Work instruction — Set down the listing below verbatim, but only from its first line through the line containing "use std::sync::RwLock;".

Supplied data —
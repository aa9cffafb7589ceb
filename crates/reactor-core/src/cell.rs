// SPDX-License-Identifier: Apache-2.0
// © James Ross Ω FLYING•ROBOTS <https://github.com/flyingrobots>
//! Reactive storage cells.
//!
//! Cells are owned by whatever document store a caller brings; the scheduler
//! itself never stores a `Cell<T>`, only the [`CellId`] values that flow
//! through the [`crate::log::ReactivityLog`] and
//! [`crate::deps::DependencyIndex`]. A cell's weak-reference framing in the
//! distilled spec falls out for free here: since the scheduler holds no
//! `Cell<T>` at all, there is nothing for it to keep alive or mutate outside
//! a transaction.

use std::sync::atomic::{AtomicU64, Ordering};
use std::sync::RwLock;

use crate::ids::CellId;
use crate::tx::Transaction;

/// A single reactive storage cell holding a value of type `T`.
///
/// Reads and writes performed through [`Cell::get`]/[`Cell::set`] are
/// attributed to the [`Transaction`] passed in; [`Cell::get_untracked`]
/// bypasses tracking entirely, matching the spec's "unmodified reads outside
/// a transaction are not tracked".
#[derive(Debug)]
pub struct Cell<T> {
    id: CellId,
    version: AtomicU64,
    value: RwLock<T>,
}

impl<T> Cell<T> {
    /// Creates a new cell with the given identity and initial value.
    pub fn new(id: CellId, initial: T) -> Self {
        Self {
            id,
            version: AtomicU64::new(0),
            value: RwLock::new(initial),
        }
    }

    /// This cell's stable identity.
    #[must_use]
    pub fn id(&self) -> CellId {
        self.id
    }

    /// The current version. Bumped by every [`Cell::set`] call.
    #[must_use]
    pub fn version(&self) -> u64 {
        self.version.load(Ordering::Acquire)
    }

    /// Reads the value without recording a dependency. Intended for
    /// bootstrapping state outside of a settle pass; reads made this way
    /// never create a subscription edge.
    #[allow(clippy::significant_drop_in_scrutinee)]
    pub fn get_untracked(&self) -> T
    where
        T: Clone,
    {
        self.value.read().map_or_else(|e| e.into_inner().clone(), |g| g.clone())
    }
}

impl<T: Clone> Cell<T> {
    /// Reads the value, recording this cell as a read in `tx`'s reactivity
    /// log.
    pub fn get(&self, tx: &Transaction) -> T {
        tx.record_read(self.id);
        self.value.read().map_or_else(|e| e.into_inner().clone(), |g| g.clone())
    }

    /// Writes a new value, recording this cell as a write in `tx`'s
    /// reactivity log and bumping the version counter.
    ///
    /// The write takes effect immediately: the document store this cell
    /// stands in for is an out-of-scope collaborator, so there is no
    /// deferred-apply-at-commit layer underneath it here. See `DESIGN.md`.
    pub fn set(&self, tx: &Transaction, value: T) {
        tx.record_write(self.id);
        if let Ok(mut guard) = self.value.write() {
            *guard = value;
        }
        self.version.fetch_add(1, Ordering::AcqRel);
    }
}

Reply to the task —
repository aa9cffafb7589ceb
filename crates/reactor-core/src/cell.rs
// SPDX-License-Identifier: Apache-2.0
// © James Ross Ω FLYING•ROBOTS <https://github.com/flyingrobots>
//! Reactive storage cells.
//!
//! Cells are owned by whatever document store a caller brings; the scheduler
//! itself never stores a `Cell<T>`, only the [`CellId`] values that flow
//! through the [`crate::log::ReactivityLog`] and
//! [`crate::deps::DependencyIndex`]. A cell's weak-reference framing in the
//! distilled spec falls out for free here: since the scheduler holds no
//! `Cell<T>` at all, there is nothing for it to keep alive or mutate outside
//! a transaction.

use std::sync::atomic::{AtomicU64, Ordering};
use std::sync::RwLock;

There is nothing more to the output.